American writer, artist, and fashion designer (1985–2016)

Kaylin Marie Andres (May 28, 1985 – November 21, 2016) was an American writer, artist, and fashion designer.

==Biography==
She was born on May 28, 1985, in Sacramento, California. She graduated from El Camino Fundamental High School in 2003. When Andres was 23 years old, in 2008, she was diagnosed with Ewing's sarcoma. She was in her senior year at the California College of the Arts where she was studying fashion.

While she was in treatment, she wrote about her experience in a blog called Cancer Is Not Funny. For Andres, writing about what she was going through and using humor helped her cope with the experience. Her experiences as a young adult with cancer were chronicled in season two of the MTV series, World of Jenks, and in the comic book, Terminally Illin, published by Last Gasp.

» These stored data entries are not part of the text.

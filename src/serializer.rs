use crate::attr::AttrValue;
use crate::binary_xml::FastDataOutput;
use crate::{AbxError, Result, MAX_UNSIGNED_SHORT, PROTOCOL_MAGIC_VERSION_0};
use crate::{ATTRIBUTE, CDSECT, COMMENT, DOCDECL, END_DOCUMENT, END_TAG, ENTITY_REF};
use crate::{IGNORABLE_WHITESPACE, PROCESSING_INSTRUCTION, START_DOCUMENT, START_TAG, TEXT};
use crate::{TYPE_BOOLEAN_FALSE, TYPE_BOOLEAN_TRUE, TYPE_NULL};
use crate::{TYPE_BYTES_BASE64, TYPE_BYTES_HEX, TYPE_STRING, TYPE_STRING_INTERNED};
use crate::{TYPE_DOUBLE, TYPE_FLOAT, TYPE_INT, TYPE_INT_HEX, TYPE_LONG, TYPE_LONG_HEX};
use std::io::Write;

/// Binary XML serializer that writes ABX from XML events.
///
/// The constructor writes the four magic bytes; no other bytes precede them.
/// A tag-name stack validates start/end pairing. Content is written exactly
/// as given: the serializer never escapes or validates string payloads.
pub struct BinaryXmlSerializer<W: Write> {
    output: FastDataOutput<W>,
    tag_stack: Vec<String>,
}

impl<W: Write> BinaryXmlSerializer<W> {
    /// Create a new serializer and write the magic header
    pub fn new(writer: W) -> Result<Self> {
        let mut output = FastDataOutput::new(writer);
        output.write_bytes(&PROTOCOL_MAGIC_VERSION_0)?;
        Ok(Self {
            output,
            tag_stack: Vec::new(),
        })
    }

    fn write_string_token(&mut self, command: u8, text: &str) -> Result<()> {
        self.output.write_byte(command | TYPE_STRING)?;
        self.output.write_utf(text)
    }

    pub fn start_document(&mut self) -> Result<()> {
        self.output.write_byte(START_DOCUMENT | TYPE_NULL)
    }

    /// End the document and flush the underlying sink.
    ///
    /// Fails with `UnbalancedEnd` when elements remain open.
    pub fn end_document(&mut self) -> Result<()> {
        if let Some(open) = self.tag_stack.last() {
            return Err(AbxError::UnbalancedEnd(format!(
                "end_document with <{}> still open",
                open
            )));
        }
        self.output.write_byte(END_DOCUMENT | TYPE_NULL)?;
        self.output.flush()
    }

    pub fn start_tag(&mut self, name: &str) -> Result<()> {
        self.tag_stack.push(name.to_string());
        self.output.write_byte(START_TAG | TYPE_STRING_INTERNED)?;
        self.output.write_interned_utf(name)
    }

    /// Close the innermost element; `name` must match the open tag.
    pub fn end_tag(&mut self, name: &str) -> Result<()> {
        match self.tag_stack.last() {
            None => {
                return Err(AbxError::UnbalancedEnd(format!(
                    "end_tag </{}> without matching start_tag",
                    name
                )))
            }
            Some(top) if top != name => {
                return Err(AbxError::TagMismatch {
                    expected: top.clone(),
                    found: name.to_string(),
                })
            }
            Some(_) => {
                self.tag_stack.pop();
            }
        }
        self.output.write_byte(END_TAG | TYPE_STRING_INTERNED)?;
        self.output.write_interned_utf(name)
    }

    /// Current element nesting depth
    pub fn depth(&self) -> usize {
        self.tag_stack.len()
    }

    pub fn attribute(&mut self, name: &str, value: &str) -> Result<()> {
        self.output.write_byte(ATTRIBUTE | TYPE_STRING)?;
        self.output.write_interned_utf(name)?;
        self.output.write_utf(value)
    }

    pub fn attribute_interned(&mut self, name: &str, value: &str) -> Result<()> {
        self.output.write_byte(ATTRIBUTE | TYPE_STRING_INTERNED)?;
        self.output.write_interned_utf(name)?;
        self.output.write_interned_utf(value)
    }

    pub fn attribute_bytes_hex(&mut self, name: &str, value: &[u8]) -> Result<()> {
        if value.len() > MAX_UNSIGNED_SHORT {
            return Err(AbxError::StringTooLong(value.len(), MAX_UNSIGNED_SHORT));
        }
        self.output.write_byte(ATTRIBUTE | TYPE_BYTES_HEX)?;
        self.output.write_interned_utf(name)?;
        self.output.write_short(value.len() as u16)?;
        self.output.write_bytes(value)
    }

    pub fn attribute_bytes_base64(&mut self, name: &str, value: &[u8]) -> Result<()> {
        if value.len() > MAX_UNSIGNED_SHORT {
            return Err(AbxError::StringTooLong(value.len(), MAX_UNSIGNED_SHORT));
        }
        self.output.write_byte(ATTRIBUTE | TYPE_BYTES_BASE64)?;
        self.output.write_interned_utf(name)?;
        self.output.write_short(value.len() as u16)?;
        self.output.write_bytes(value)
    }

    pub fn attribute_int(&mut self, name: &str, value: i32) -> Result<()> {
        self.output.write_byte(ATTRIBUTE | TYPE_INT)?;
        self.output.write_interned_utf(name)?;
        self.output.write_int(value)
    }

    pub fn attribute_int_hex(&mut self, name: &str, value: i32) -> Result<()> {
        self.output.write_byte(ATTRIBUTE | TYPE_INT_HEX)?;
        self.output.write_interned_utf(name)?;
        self.output.write_int(value)
    }

    pub fn attribute_long(&mut self, name: &str, value: i64) -> Result<()> {
        self.output.write_byte(ATTRIBUTE | TYPE_LONG)?;
        self.output.write_interned_utf(name)?;
        self.output.write_long(value)
    }

    pub fn attribute_long_hex(&mut self, name: &str, value: i64) -> Result<()> {
        self.output.write_byte(ATTRIBUTE | TYPE_LONG_HEX)?;
        self.output.write_interned_utf(name)?;
        self.output.write_long(value)
    }

    pub fn attribute_float(&mut self, name: &str, value: f32) -> Result<()> {
        self.output.write_byte(ATTRIBUTE | TYPE_FLOAT)?;
        self.output.write_interned_utf(name)?;
        self.output.write_float(value)
    }

    pub fn attribute_double(&mut self, name: &str, value: f64) -> Result<()> {
        self.output.write_byte(ATTRIBUTE | TYPE_DOUBLE)?;
        self.output.write_interned_utf(name)?;
        self.output.write_double(value)
    }

    pub fn attribute_boolean(&mut self, name: &str, value: bool) -> Result<()> {
        let token = if value {
            ATTRIBUTE | TYPE_BOOLEAN_TRUE
        } else {
            ATTRIBUTE | TYPE_BOOLEAN_FALSE
        };
        self.output.write_byte(token)?;
        self.output.write_interned_utf(name)
    }

    /// Dispatch a typed attribute payload to the matching writer.
    ///
    /// `AttrValue::Null` is decode-only on the wire; re-encoding writes its
    /// textual form as a plain string.
    pub fn attribute_value(&mut self, name: &str, value: &AttrValue) -> Result<()> {
        match value {
            AttrValue::Null => self.attribute(name, "null"),
            AttrValue::String(s) => self.attribute(name, s),
            AttrValue::InternedString(s) => self.attribute_interned(name, s),
            AttrValue::BytesHex(bytes) => self.attribute_bytes_hex(name, bytes),
            AttrValue::BytesBase64(bytes) => self.attribute_bytes_base64(name, bytes),
            AttrValue::Int(v) => self.attribute_int(name, *v),
            AttrValue::IntHex(v) => self.attribute_int_hex(name, *v),
            AttrValue::Long(v) => self.attribute_long(name, *v),
            AttrValue::LongHex(v) => self.attribute_long_hex(name, *v),
            AttrValue::Float(v) => self.attribute_float(name, *v),
            AttrValue::Double(v) => self.attribute_double(name, *v),
            AttrValue::BooleanTrue => self.attribute_boolean(name, true),
            AttrValue::BooleanFalse => self.attribute_boolean(name, false),
        }
    }

    pub fn text(&mut self, text: &str) -> Result<()> {
        self.write_string_token(TEXT, text)
    }

    pub fn cdsect(&mut self, text: &str) -> Result<()> {
        self.write_string_token(CDSECT, text)
    }

    pub fn comment(&mut self, text: &str) -> Result<()> {
        self.write_string_token(COMMENT, text)
    }

    /// Target alone, or `target data` joined by a single space.
    pub fn processing_instruction(&mut self, target: &str, data: Option<&str>) -> Result<()> {
        match data {
            Some(data) if !data.is_empty() => {
                let full = format!("{} {}", target, data);
                self.write_string_token(PROCESSING_INSTRUCTION, &full)
            }
            _ => self.write_string_token(PROCESSING_INSTRUCTION, target),
        }
    }

    pub fn docdecl(&mut self, text: &str) -> Result<()> {
        self.write_string_token(DOCDECL, text)
    }

    pub fn ignorable_whitespace(&mut self, text: &str) -> Result<()> {
        self.write_string_token(IGNORABLE_WHITESPACE, text)
    }

    pub fn entity_ref(&mut self, name: &str) -> Result<()> {
        self.write_string_token(ENTITY_REF, name)
    }
}

#[cfg(test)]
mod tests {
    use super::*;

    #[test]
    fn stream_begins_with_magic() {
        let mut buf = Vec::new();
        {
            let mut ser = BinaryXmlSerializer::new(&mut buf).unwrap();
            ser.start_document().unwrap();
            ser.end_document().unwrap();
        }
        assert_eq!(&buf[0..4], b"ABX\0");
        assert_eq!(&buf[4..], &[0x10, 0x11]);
    }

    #[test]
    fn end_tag_must_match_innermost_start() {
        let mut ser = BinaryXmlSerializer::new(Vec::new()).unwrap();
        ser.start_document().unwrap();
        ser.start_tag("outer").unwrap();
        ser.start_tag("inner").unwrap();
        let err = ser.end_tag("outer").unwrap_err();
        match err {
            AbxError::TagMismatch { expected, found } => {
                assert_eq!(expected, "inner");
                assert_eq!(found, "outer");
            }
            other => panic!("expected TagMismatch, got {:?}", other),
        }
    }

    #[test]
    fn end_tag_on_empty_stack_is_unbalanced() {
        let mut ser = BinaryXmlSerializer::new(Vec::new()).unwrap();
        ser.start_document().unwrap();
        assert!(matches!(
            ser.end_tag("r").unwrap_err(),
            AbxError::UnbalancedEnd(_)
        ));
    }

    #[test]
    fn end_document_with_open_tag_is_unbalanced() {
        let mut ser = BinaryXmlSerializer::new(Vec::new()).unwrap();
        ser.start_document().unwrap();
        ser.start_tag("r").unwrap();
        assert!(matches!(
            ser.end_document().unwrap_err(),
            AbxError::UnbalancedEnd(_)
        ));
    }

    #[test]
    fn depth_tracks_nesting() {
        let mut ser = BinaryXmlSerializer::new(Vec::new()).unwrap();
        ser.start_document().unwrap();
        assert_eq!(ser.depth(), 0);
        ser.start_tag("a").unwrap();
        ser.start_tag("b").unwrap();
        assert_eq!(ser.depth(), 2);
        ser.end_tag("b").unwrap();
        ser.end_tag("a").unwrap();
        assert_eq!(ser.depth(), 0);
    }

    #[test]
    fn repeated_tag_names_reuse_pool_indices() {
        let mut buf = Vec::new();
        {
            let mut ser = BinaryXmlSerializer::new(&mut buf).unwrap();
            ser.start_document().unwrap();
            ser.start_tag("a").unwrap();
            ser.attribute_int("x", 1).unwrap();
            ser.start_tag("a").unwrap();
            ser.attribute_int("x", 2).unwrap();
            ser.end_tag("a").unwrap();
            ser.end_tag("a").unwrap();
            ser.end_document().unwrap();
        }
        // "a" and "x" each appear in the raw stream exactly once
        let raw = String::from_utf8_lossy(&buf);
        assert_eq!(raw.matches('a').count(), 1);
        assert_eq!(raw.matches('x').count(), 1);
    }

    #[test]
    fn oversized_byte_attribute_is_rejected() {
        let mut ser = BinaryXmlSerializer::new(Vec::new()).unwrap();
        ser.start_document().unwrap();
        ser.start_tag("r").unwrap();
        let blob = vec![0u8; MAX_UNSIGNED_SHORT + 1];
        assert!(matches!(
            ser.attribute_bytes_hex("big", &blob).unwrap_err(),
            AbxError::StringTooLong(65536, 65535)
        ));
    }

    #[test]
    fn processing_instruction_joins_target_and_data() {
        let mut buf = Vec::new();
        {
            let mut ser = BinaryXmlSerializer::new(&mut buf).unwrap();
            ser.start_document().unwrap();
            ser.processing_instruction("target", Some("data")).unwrap();
            ser.processing_instruction("lone", None).unwrap();
            ser.end_document().unwrap();
        }
        let raw = String::from_utf8_lossy(&buf);
        assert!(raw.contains("target data"));
        assert!(raw.contains("lone"));
    }

    #[test]
    fn attribute_value_round_trips_through_the_wire_types() {
        let mut buf = Vec::new();
        {
            let mut ser = BinaryXmlSerializer::new(&mut buf).unwrap();
            ser.start_document().unwrap();
            ser.start_tag("r").unwrap();
            ser.attribute_value("b", &AttrValue::BooleanTrue).unwrap();
            ser.attribute_value("i", &AttrValue::Int(42)).unwrap();
            ser.attribute_value("f", &AttrValue::Float(3.14)).unwrap();
            ser.attribute_value("h", &AttrValue::IntHex(255)).unwrap();
            ser.end_tag("r").unwrap();
            ser.end_document().unwrap();
        }

        let mut output = Vec::new();
        let mut deserializer =
            crate::BinaryXmlDeserializer::new(std::io::Cursor::new(buf), &mut output).unwrap();
        deserializer.deserialize().unwrap();
        let xml = String::from_utf8(output).unwrap();
        assert!(xml.ends_with("<r b=\"true\" i=\"42\" f=\"3.14\" h=\"ff\"></r>"));
    }
}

As a fashion designer in New York City, Andres worked with Betsey Johnson and Rachel Antonoff. She lived with Melissa Carroll, a painter who also had Ewing's sarcoma. The pair met during cancer treatment. On March 31, 2014, Carroll died after a three-year battle with the disease.

In 2014, Andres exhibited art at Jenn Singer Gallery in Manhattan, New York City, that related to her fight with cancer. "Chemosynthesis" (2014) dealt with the grief of losing her health and accepting her cancer. Two years later, "Viaticum" (2016) also dealt with this acceptance. The work was inspired by a spiritual pilgrimage, in which Andres met Joao de Deus, a faith healer, in Brazil. Through the exhibition, Andres explored the connection between art and birth, as well as the physical and spiritual realms. The works in "Viaticum" are self-portrait photographs printed on silk.

Andres died on November 21, 2016, in Manhattan, New York City, after an eight-year battle with cancer. She was thirty-one years old. Andres is buried in Sacramento, California.